June 16, 2022

Try the LED blink example for the ESP32-C3 DevKitC-02

The ESP32-C3 has a 3 color LED. The schematic shows it driven by 3 gpio. I want to see if we can make it do something.

The IDF has a blink example. I am accustomed to boards with a single LED on a single GPIO, so it will be interesting to see if they have an example that can do something with the multicolor LED.

cd /u1/Projects/RISCV/esp32c3
cp -r esp-idf/examples/get-started/blink .
cd blink
I edit the file main/blink_example_main.c and change one line to enable s_led_state.
Note! I already set up an alias "get_esp" to load the environment settings needed to run idf.py.
get_esp
idf.py set-target esp32c3
idf.py menuconfig
idf.py build
It tells me it runs "ninja all" and blasts away with 800 build steps. When the build finishes, I do:
idf.py flash monitor
The blink demo is clearly running (based on console messages), but nothing at all is happening with the LED. (The demo claims to be turning it on and off).

What does the schematic tell us about the LED?

First of all, there is no plain old power LED. All of the LED are under software control via some GPIO. This was becoming clear even before looking at the schematic as the bright LED blinks several times when software is being flashed.
GPIO19 - LED4 - super bright white LED next to RGB led
GPIO18 - LED5 - yellow LED away from RGB led
GPIO3 - R
GPIO4 - G
GPIO5 - B
There is no silkscreen to tell me which is LED4 versus LED5. I find out by experimenting (see below)

It is becoming clear to me that the board I have is significantly different than the bona-fide Espressif board. The Espressif has a WS2812 (which only requires one GPIO). My "NodeMCU" boards apparently have a similar looking device which really have three LED inside (independently driven, requiring three GPIO, as per the schematic.)

It is comical, but the schematic for the Espressif board is crap and does not even show which GPIO drives the LED! Some searching suggests that it is driven by GPIO8 and the LED is a WS2812. And indeed, some more searching finds in "build/config/sdkconfig.h"

#define CONFIG_BLINK_GPIO 8

So I run "idf.py menuconfig" and can change the LED via the examples submenu. I tell it that it is a plain old GPIO driven LED on GPIO 19. This ends up blinking the super white LED right next to the RGB led.

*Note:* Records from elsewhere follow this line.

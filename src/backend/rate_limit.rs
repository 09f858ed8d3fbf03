//! Requests-per-minute throttling.
//!
//! [`RateLimitedTools`] admits calls through a `governor` GCRA limiter with a
//! quota of one request per `60s / requests_per_minute` and no burst.
//! Callers beyond the budget wait; nothing is rejected. Callers queue on a
//! fair `tokio::sync::Mutex` before asking the limiter, so admission follows
//! arrival order.

use super::{
    AvailableModel, EmbeddingPromptResult, LlmExecutionTools, ModelCapabilities, Prompt,
    PromptResult,
};
use crate::error::Result;
use crate::PipelineError;
use async_trait::async_trait;
use governor::clock::Clock;
use governor::state::{InMemoryState, NotKeyed};
use governor::{Quota, RateLimiter};
use std::sync::Arc;
use std::time::Duration;
use tokio::sync::Mutex;
use tracing::debug;

/// Governor clock reading tokio time, so a paused runtime clock applies.
#[derive(Debug, Clone, Copy, Default)]
pub struct TokioClock;

impl Clock for TokioClock {
    type Instant = std::time::Instant;

    fn now(&self) -> Self::Instant {
        tokio::time::Instant::now().into_std()
    }
}

type DirectRateLimiter = RateLimiter<
    NotKeyed,
    InMemoryState,
    TokioClock,
    governor::middleware::NoOpMiddleware<std::time::Instant>,
>;

/// Decorator throttling calls to the wrapped tools.
pub struct RateLimitedTools {
    inner: Arc<dyn LlmExecutionTools>,
    min_interval: Duration,
    limiter: DirectRateLimiter,
    queue: Mutex<()>,
}

impl RateLimitedTools {
    /// Allow at most `requests_per_minute` calls per minute.
    pub fn new(inner: Arc<dyn LlmExecutionTools>, requests_per_minute: u32) -> Result<Self> {
        if requests_per_minute == 0 {
            return Err(PipelineError::InvalidConfig(
                "requests_per_minute must be at least 1".to_string(),
            ));
        }
        let min_interval = Duration::from_secs(60) / requests_per_minute;
        let quota = Quota::with_period(min_interval).ok_or_else(|| {
            PipelineError::InvalidConfig(format!(
                "requests_per_minute {} is too high",
                requests_per_minute
            ))
        })?;
        debug!(
            "Creating RateLimitedTools with {} requests/minute",
            requests_per_minute
        );
        Ok(Self {
            inner,
            min_interval,
            limiter: RateLimiter::direct_with_clock(quota, TokioClock),
            queue: Mutex::new(()),
        })
    }

    /// Minimum time between two admitted calls.
    pub fn min_interval(&self) -> Duration {
        self.min_interval
    }

    /// Wait until the next call may start.
    pub async fn acquire(&self) {
        let _turn = self.queue.lock().await;
        while let Err(not_until) = self.limiter.check() {
            let wait = not_until.wait_time_from(TokioClock.now());
            debug!(
                provider = self.inner.title(),
                wait_ms = wait.as_millis() as u64,
                "Rate limit reached, waiting"
            );
            tokio::time::sleep(wait).await;
        }
    }
}

#[async_trait]
impl LlmExecutionTools for RateLimitedTools {
    fn title(&self) -> &str {
        self.inner.title()
    }

    fn description(&self) -> &str {
        self.inner.description()
    }

    fn capabilities(&self) -> ModelCapabilities {
        self.inner.capabilities()
    }

    async fn check_configuration(&self) -> Result<()> {
        self.inner.check_configuration().await
    }

    async fn list_models(&self) -> Result<Vec<AvailableModel>> {
        self.inner.list_models().await
    }

    async fn call_chat_model(&self, prompt: &Prompt) -> Result<PromptResult> {
        self.acquire().await;
        self.inner.call_chat_model(prompt).await
    }

    async fn call_completion_model(&self, prompt: &Prompt) -> Result<PromptResult> {
        self.acquire().await;
        self.inner.call_completion_model(prompt).await
    }

    async fn call_embedding_model(&self, prompt: &Prompt) -> Result<EmbeddingPromptResult> {
        self.acquire().await;
        self.inner.call_embedding_model(prompt).await
    }
}

impl std::fmt::Debug for RateLimitedTools {
    fn fmt(&self, f: &mut std::fmt::Formatter<'_>) -> std::fmt::Result {
        f.debug_struct("RateLimitedTools")
            .field("inner", &self.inner.title())
            .field("min_interval", &self.min_interval)
            .finish()
    }
}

I discover that I can just edit "main/blink_example_main.c" and avoid menuconfig. After than the "idf.py build" step goes very quickly (only rebuilding 4 or 5 things rather than 800). I verify my table above by trial and error.

Strangely enough, when I blink the yellow LED, I see the white and yellow blink in alternation. I explicitly initialized the bright LED and turned it off, fixing that nonsense.

Notes on the WS2812 aka "neopixel"

I don't have one of these (so why am I writing all of this). You however may have one if you have a bona fide Espressif board, and if you do, it will be connected to GPIO8.

Apparently "neopixel" is the Adafruit marketing name for WS2812 devices. They have a detailed guide on how to use the things, which a person ought to read before fooling with them.

I'll note that if you peek throug the window at one, you will see a tiny chip bonded to LED segments. The device I have on my NodeMCU board is in the same package, but there is no "smart" chip inside.

The WS2812 is in a 6 pin package. 2 for ground, 2 for power, then Di and Do for data in and out (you can chain these in a long string if you want to). If you only have one of them, you just control Di (as an Espressif board does using GPIO8).

Here is how the protocol works. You send 24 bits (3*8) for each LED in a strip. The first LED removes its 24 bits and then goes transparent (sends the rest of what it receives down the line). A reset starts the game over.